## Your instructions
Below are records; please give the number of their lines that contain the string "texture", and only that number.

## Task data
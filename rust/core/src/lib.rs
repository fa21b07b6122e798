// This Source Code Form is subject to the terms of the Mozilla Public
// License, v. 2.0. If a copy of the MPL was not distributed with this
// file, You can obtain one at https://mozilla.org/MPL/2.0/.

//! # MeshLine Core
//!
//! Input models shared by the MeshLine geometry builders.
//!
//! ## Overview
//!
//! - **Point sources**: polylines arrive either as structured points or as a
//!   flat `[x, y, z, x, y, z, ...]` array. [`PointSource`] accepts both and
//!   canonicalises them into one `Vec<Point3<f32>>`.
//! - **Bitmap fonts**: [`BitmapFont`] is a BMFont descriptor (the JSON flavour
//!   written by `msdf-bmfont` and friends) with hashed glyph and kerning
//!   lookup.
//!
//! ## Quick Start
//!
//! ```rust,ignore
//! use meshline_core::{BitmapFont, PointSource};
//!
//! let source = PointSource::from_json(&serde_json::json!([0, 0, 0, 1, 0, 0]))?;
//! let points = source.to_points()?;
//! assert_eq!(points.len(), 2);
//!
//! let font = BitmapFont::from_json(&std::fs::read_to_string("OpenSans.json")?)?;
//! let a = font.glyph('A' as u32).unwrap();
//! println!("A advances {}", a.xadvance);
//! ```

pub mod error;
pub mod font;
pub mod point;

// Re-export nalgebra types for convenience
pub use nalgebra::Point3;

pub use error::{Error, Result};
pub use font::{BitmapFont, DistanceField, FontCommon, FontInfo, Glyph, Kerning};
pub use point::PointSource;
// This Source Code Form is subject to the terms of the Mozilla Public
// License, v. 2.0. If a copy of the MPL was not distributed with this
// file, You can obtain one at https://mozilla.org/MPL/2.0/.

//! BMFont descriptors
//!
//! Deserialises the JSON form of the AngelCode BMFont format: per-character
//! atlas cells, shared line metrics and kerning pairs. Lookups by codepoint
//! and by kerning pair are hashed at load time.

use crate::error::{Error, Result};
use rustc_hash::FxHashMap;
use serde::{Deserialize, Serialize};

/// Glyphs probed, in order, for the x-height metric
const X_HEIGHTS: &[char] = &['x', 'e', 'a', 'o', 'n', 's', 'r', 'c', 'u', 'm', 'v', 'w', 'z'];
/// Glyphs probed, in order, for the em-width fallback glyph
const M_WIDTHS: &[char] = &['m', 'w'];
/// Glyphs probed, in order, for the cap-height metric
const CAP_HEIGHTS: &[char] = &['H', 'I', 'N', 'E', 'F', 'K', 'L', 'T', 'U', 'V', 'W', 'X', 'Y', 'Z'];

/// One character's atlas cell and placement metrics, in font pixels
#[derive(Debug, Clone, Copy, PartialEq, Serialize, Deserialize)]
pub struct Glyph {
    /// Unicode codepoint
    pub id: u32,
    /// Cell left edge in the atlas
    #[serde(default)]
    pub x: f32,
    /// Cell top edge in the atlas
    #[serde(default)]
    pub y: f32,
    #[serde(default)]
    pub width: f32,
    #[serde(default)]
    pub height: f32,
    /// Offset from the pen position to the quad
    #[serde(default)]
    pub xoffset: f32,
    #[serde(default)]
    pub yoffset: f32,
    /// Pen advance after drawing this glyph
    #[serde(default)]
    pub xadvance: f32,
    /// Atlas texture this cell lives on
    #[serde(default)]
    pub page: u32,
    #[serde(default)]
    pub chnl: u32,
}

impl Glyph {
    /// Whether the atlas cell covers any pixels
    #[inline]
    pub fn is_visible(&self) -> bool {
        self.width * self.height > 0.0
    }
}

/// Kerning adjustment between two codepoints
#[derive(Debug, Clone, Copy, PartialEq, Serialize, Deserialize)]
pub struct Kerning {
    pub first: u32,
    pub second: u32,
    pub amount: f32,
}

/// `info` block: how the font was rasterised
#[derive(Debug, Clone, Default, PartialEq, Serialize, Deserialize)]
#[serde(rename_all = "camelCase")]
pub struct FontInfo {
    #[serde(default)]
    pub face: String,
    /// Nominal size the atlas was rendered at
    #[serde(default)]
    pub size: f32,
    #[serde(default)]
    pub padding: Vec<f32>,
    #[serde(default)]
    pub spacing: Vec<f32>,
}

/// `common` block: metrics shared by every line and the atlas dimensions
#[derive(Debug, Clone, PartialEq, Serialize, Deserialize)]
#[serde(rename_all = "camelCase")]
pub struct FontCommon {
    pub line_height: f32,
    /// Distance from the top of a line to the baseline
    pub base: f32,
    /// Atlas width in pixels
    pub scale_w: f32,
    /// Atlas height in pixels
    pub scale_h: f32,
    #[serde(default = "default_pages")]
    pub pages: u32,
}

fn default_pages() -> u32 {
    1
}

/// Signed-distance-field parameters written by SDF/MSDF generators
#[derive(Debug, Clone, PartialEq, Serialize, Deserialize)]
#[serde(rename_all = "camelCase")]
pub struct DistanceField {
    pub field_type: String,
    pub distance_range: f32,
}

/// On-disk shape of a BMFont JSON file
#[derive(Debug, Deserialize)]
#[serde(rename_all = "camelCase")]
struct FontDescriptor {
    #[serde(default)]
    pages: Vec<String>,
    #[serde(default)]
    chars: Vec<Glyph>,
    #[serde(default)]
    info: FontInfo,
    common: FontCommon,
    #[serde(default)]
    kernings: Vec<Kerning>,
    #[serde(default)]
    distance_field: Option<DistanceField>,
}

/// Bitmap font descriptor with hashed lookups
#[derive(Debug, Clone)]
pub struct BitmapFont {
    /// Atlas texture file names, indexed by glyph `page`
    pub pages: Vec<String>,
    /// Glyphs in descriptor order
    pub chars: Vec<Glyph>,
    pub info: FontInfo,
    pub common: FontCommon,
    pub kernings: Vec<Kerning>,
    pub distance_field: Option<DistanceField>,
    glyph_index: FxHashMap<u32, usize>,
    kerning_index: FxHashMap<(u32, u32), f32>,
}

impl BitmapFont {
    /// Parse a BMFont JSON document
    pub fn from_json(json: &str) -> Result<Self> {
        let descriptor: FontDescriptor = serde_json::from_str(json)?;
        Self::from_descriptor(descriptor)
    }

    /// Parse a BMFont JSON document from raw bytes
    pub fn from_slice(bytes: &[u8]) -> Result<Self> {
        let descriptor: FontDescriptor = serde_json::from_slice(bytes)?;
        Self::from_descriptor(descriptor)
    }

    /// Build from an already decoded JSON value
    pub fn from_value(value: serde_json::Value) -> Result<Self> {
        let descriptor: FontDescriptor = serde_json::from_value(value)?;
        Self::from_descriptor(descriptor)
    }

    /// Build a font directly from its parts
    pub fn new(chars: Vec<Glyph>, common: FontCommon, kernings: Vec<Kerning>) -> Result<Self> {
        Self::from_descriptor(FontDescriptor {
            pages: Vec::new(),
            chars,
            info: FontInfo::default(),
            common,
            kernings,
            distance_field: None,
        })
    }

    fn from_descriptor(descriptor: FontDescriptor) -> Result<Self> {
        let common = descriptor.common;
        if !(common.scale_w > 0.0 && common.scale_h > 0.0) {
            return Err(Error::InvalidFont(format!(
                "atlas dimensions must be positive, got {}x{}",
                common.scale_w, common.scale_h
            )));
        }

        // First occurrence wins for duplicate ids and pairs
        let mut glyph_index = FxHashMap::default();
        for (i, glyph) in descriptor.chars.iter().enumerate() {
            glyph_index.entry(glyph.id).or_insert(i);
        }
        let mut kerning_index = FxHashMap::default();
        for kern in &descriptor.kernings {
            kerning_index.entry((kern.first, kern.second)).or_insert(kern.amount);
        }

        tracing::debug!(
            face = %descriptor.info.face,
            glyphs = descriptor.chars.len(),
            kernings = descriptor.kernings.len(),
            pages = descriptor.pages.len(),
            "Loaded bitmap font"
        );

        Ok(Self {
            pages: descriptor.pages,
            chars: descriptor.chars,
            info: descriptor.info,
            common,
            kernings: descriptor.kernings,
            distance_field: descriptor.distance_field,
            glyph_index,
            kerning_index,
        })
    }

    /// Look up a glyph by codepoint
    #[inline]
    pub fn glyph(&self, id: u32) -> Option<&Glyph> {
        self.glyph_index.get(&id).map(|&i| &self.chars[i])
    }

    /// Kerning adjustment between two codepoints (0 when no pair is listed)
    #[inline]
    pub fn kerning(&self, first: u32, second: u32) -> f32 {
        if self.kerning_index.is_empty() {
            return 0.0;
        }
        self.kerning_index.get(&(first, second)).copied().unwrap_or(0.0)
    }

    /// Whether the font has any glyphs at all
    pub fn has_glyphs(&self) -> bool {
        !self.chars.is_empty()
    }

    /// Height of the first lowercase glyph found among the usual x-height
    /// candidates, or 0.
    pub fn x_height(&self) -> f32 {
        self.first_of(X_HEIGHTS).map(|g| g.height).unwrap_or(0.0)
    }

    /// Height of the first capital found among the usual cap-height
    /// candidates, or 0.
    pub fn cap_height(&self) -> f32 {
        self.first_of(CAP_HEIGHTS).map(|g| g.height).unwrap_or(0.0)
    }

    /// The `m` (or `w`) glyph, used when the font has no space
    pub fn m_glyph(&self) -> Option<&Glyph> {
        self.first_of(M_WIDTHS)
    }

    fn first_of(&self, candidates: &[char]) -> Option<&Glyph> {
        candidates.iter().find_map(|&c| self.glyph(c as u32))
    }
}
// This Source Code Form is subject to the terms of the Mozilla Public
// License, v. 2.0. If a copy of the MPL was not distributed with this
// file, You can obtain one at https://mozilla.org/MPL/2.0/.

//! JSON report types

use meshline_geometry::{
    Attribute, BoundingBox, BoundingSphere, RibbonBuilder, RibbonHit, TextGeometry,
};
use serde::Serialize;

#[derive(Debug, Serialize)]
pub struct AttributeStats {
    pub name: &'static str,
    pub item_size: usize,
    pub count: usize,
}

impl From<&Attribute> for AttributeStats {
    fn from(attr: &Attribute) -> Self {
        Self {
            name: attr.name(),
            item_size: attr.item_size(),
            count: attr.count(),
        }
    }
}

#[derive(Debug, Serialize)]
pub struct Bounds {
    /// `None` when the box is empty
    pub min: Option<[f32; 3]>,
    pub max: Option<[f32; 3]>,
    pub center: [f32; 3],
    pub radius: f32,
}

impl Bounds {
    pub fn new(bbox: &BoundingBox, sphere: &BoundingSphere) -> Self {
        let (min, max) = if bbox.is_empty() {
            (None, None)
        } else {
            (
                Some([bbox.min.x, bbox.min.y, bbox.min.z]),
                Some([bbox.max.x, bbox.max.y, bbox.max.z]),
            )
        };
        Self {
            min,
            max,
            center: [sphere.center.x, sphere.center.y, sphere.center.z],
            radius: sphere.radius,
        }
    }
}

#[derive(Debug, Serialize)]
pub struct HitReport {
    pub distance: f32,
    pub point: [f32; 3],
    pub index: usize,
}

impl From<RibbonHit> for HitReport {
    fn from(hit: RibbonHit) -> Self {
        Self {
            distance: hit.distance,
            point: [hit.point.x, hit.point.y, hit.point.z],
            index: hit.index,
        }
    }
}

#[derive(Debug, Serialize)]
pub struct RibbonReport {
    pub points: usize,
    pub vertices: usize,
    pub triangles: usize,
    pub attributes: Vec<AttributeStats>,
    pub indices: usize,
    pub bounds: Bounds,
    pub degenerate: bool,
    #[serde(skip_serializing_if = "Option::is_none")]
    pub hit: Option<HitReport>,
}

impl RibbonReport {
    pub fn new(builder: &RibbonBuilder, hit: Option<RibbonHit>) -> Self {
        let mesh = builder.mesh();
        Self {
            points: builder.points().len(),
            vertices: mesh.vertex_count(),
            triangles: mesh.triangle_count(),
            attributes: mesh.attributes().into_iter().map(AttributeStats::from).collect(),
            indices: mesh.index().len(),
            bounds: Bounds::new(mesh.bounding_box(), mesh.bounding_sphere()),
            degenerate: mesh.validate_bounds().is_err(),
            hit: hit.map(HitReport::from),
        }
    }
}

#[derive(Debug, Serialize)]
pub struct TextReport {
    pub chars: usize,
    pub glyphs: usize,
    pub quads: usize,
    pub lines: usize,
    pub width: f32,
    pub height: f32,
    pub ascender: f32,
    pub descender: f32,
    pub baseline: f32,
    pub line_height: f32,
    pub x_height: f32,
    pub cap_height: f32,
    pub attributes: Vec<AttributeStats>,
    pub indices: usize,
    pub bounds: Bounds,
    pub degenerate: bool,
}

impl TextReport {
    pub fn new(geometry: &TextGeometry) -> Self {
        let layout = geometry.layout();
        let mut attributes = vec![
            AttributeStats::from(geometry.position()),
            AttributeStats::from(geometry.uv()),
        ];
        attributes.extend(geometry.page().map(AttributeStats::from));

        Self {
            chars: geometry.text().chars().count(),
            glyphs: layout.glyphs.len(),
            quads: geometry.quad_count(),
            lines: layout.lines_total,
            width: layout.width,
            height: layout.height,
            ascender: layout.ascender,
            descender: layout.descender,
            baseline: layout.baseline,
            line_height: layout.line_height,
            x_height: layout.x_height,
            cap_height: layout.cap_height,
            attributes,
            indices: geometry.index().len(),
            bounds: Bounds::new(geometry.bounding_box(), geometry.bounding_sphere()),
            degenerate: geometry.validate_bounds().is_err(),
        }
    }
}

## Output for this exercise
2